Space Shuttle Atlantis STS-125 astronauts, (R-L) commander Scott Altman, pilo...

Photo by Joe Raedle / Getty Images

Above: Space Shuttle Atlantis STS-125 astronauts, (R-L) commander Scott Altman, pilot Greg Johnson, mission specialists Megan McArthur, mission specialists John Grunsfeld, Mission Specialist Andrew J. Feustel, and mission specialist Michael T. Good wave as they prepare to head to the launch pad for a 2:01pm launch today at Kennedy Space Center on May 11, 2009 in Cape Canaveral, Florida.


An astronaut who earned her doctorate at UC San Diego was blasted into space today aboard the space shuttle Atlantis, which took off from Kennedy Space Center in Florida for a mission to make improvements to the Hubble Space Telescope.

— One of the seven astronauts on the Space Shuttle trip to repair the Hubble Telescope is a graduate of UC San Diego. KPBS Reporter Ed Joyce was on the La Jolla campus Monday as a group watched Megan McArthur's maiden voyage.

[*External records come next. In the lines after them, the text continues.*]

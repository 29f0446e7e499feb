use crate::types::{Distribution, PackageType};
use clap::{Args, Parser, Subcommand};

fn get_version() -> &'static str {
    const BASE_VERSION: &str = env!("CARGO_PKG_VERSION");

    // Release builds are tagged; use the tag as is
    if let Some(tag) = option_env!("JDKUP_GIT_TAG") {
        return tag;
    }

    let commit = option_env!("JDKUP_GIT_COMMIT").unwrap_or("unknown");
    let branch = option_env!("JDKUP_GIT_BRANCH").unwrap_or("unknown");

    // Leaked once at startup
    let version = format!("v{}-{} ({})", BASE_VERSION, commit, branch);
    Box::leak(version.into_boxed_str())
}

#[derive(Parser)]
#[command(name = "jdkup")]
#[command(about = "Resolve, download and cache Java runtimes")]
#[command(version = get_version(), propagate_version = true)]
pub struct Cli {
    /// Increase verbosity (use multiple times for more detail)
    #[arg(short, long, action = clap::ArgAction::Count, global = true)]
    pub verbose: u8,

    /// Reduce output to errors only
    #[arg(short, long, global = true)]
    pub quiet: bool,

    #[command(subcommand)]
    pub command: Commands,
}

#[derive(Args, Debug, Clone)]
pub struct JavaSelection {
    /// Java version or range (e.g. '11', '1.8', '17.0.2', '11.x', '>=11 <17', '14-ea')
    #[arg(id = "java_version", value_name = "VERSION")]
    pub version: String,

    /// Vendor to install from [default: configured distribution]
    #[arg(short, long, value_enum)]
    pub distribution: Option<Distribution>,

    /// Target architecture (e.g. 'x64', 'x86', 'aarch64') [default: host]
    #[arg(long)]
    pub arch: Option<String>,

    /// Package type [default: configured package type]
    #[arg(long = "package", value_enum)]
    pub package_type: Option<PackageType>,
}

#[derive(Subcommand)]
pub enum Commands {
    /// Install a Java runtime and print its environment
    #[command(
        after_help = "Examples:\n  jdkup install 17\n  jdkup install 1.8 -d zulu --package jre\n  eval \"$(jdkup -q install 11)\""
    )]
    Install {
        #[command(flatten)]
        selection: JavaSelection,

        /// Do not print or write JAVA_HOME/PATH exports
        #[arg(long)]
        no_export: bool,
    },

    /// Show which release a version would resolve to, without installing
    Resolve {
        #[command(flatten)]
        selection: JavaSelection,
    },

    /// List installations in the tool cache
    List,

    /// Manage jdkup's configuration
    Config {
        #[command(subcommand)]
        action: ConfigAction,
    },

    /// Show the current version
    Version,
}

#[derive(Subcommand)]
pub enum ConfigAction {
    /// Get a configuration setting
    Get {
        /// Key to get (if omitted, shows all settings)
        key: Option<String>,
    },
    /// Set a configuration setting
    Set {
        /// Key and value (e.g., 'http-retries=5' or 'http-retries 5')
        #[arg(trailing_var_arg = true, required = true)]
        args: Vec<String>,
    },
    /// Reset a configuration setting to its default
    Unset {
        /// Key to unset (e.g., 'cache-dir')
        key: String,
    },
    /// Show full configuration
    Show {
        /// Output format (json, yaml)
        #[arg(long, default_value = "json")]
        format: String,
    },
}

Sixty UCSD faculty, staff, students and friends gathered to view the launch of the Space Shuttle Atlantis on a theatre-sized screen. Megan McArthur, a Scripps Institution of Oceanography graduate, is the only woman and one of four rookie astronauts on the 11-day Hubble mission.

McArthur received a doctorate in Oceanography from Scripps in 2002. The 37-year-old was once a volunteer show diver in the Birch Aquarium's kelp tank. Scripps Institution of Oceanography Professor William Hodgkiss was McArthur's faculty advisor. He says her engineering studies at UCLA and work in ocean sciences at Scripps dovetail with her tasks in space.

"The nature of the work draws on physics and mathematics and understanding how acoustics interacts with the seafloor in the ocean," Hodgkiss says. "And so because it's mathematical, it's physically-based, translates directly into anything you do in terms of science or supporting science on a space mission."

McArthur will use robotic arms to stabilize and assist astronauts working on the Hubble during five planned spacewalks.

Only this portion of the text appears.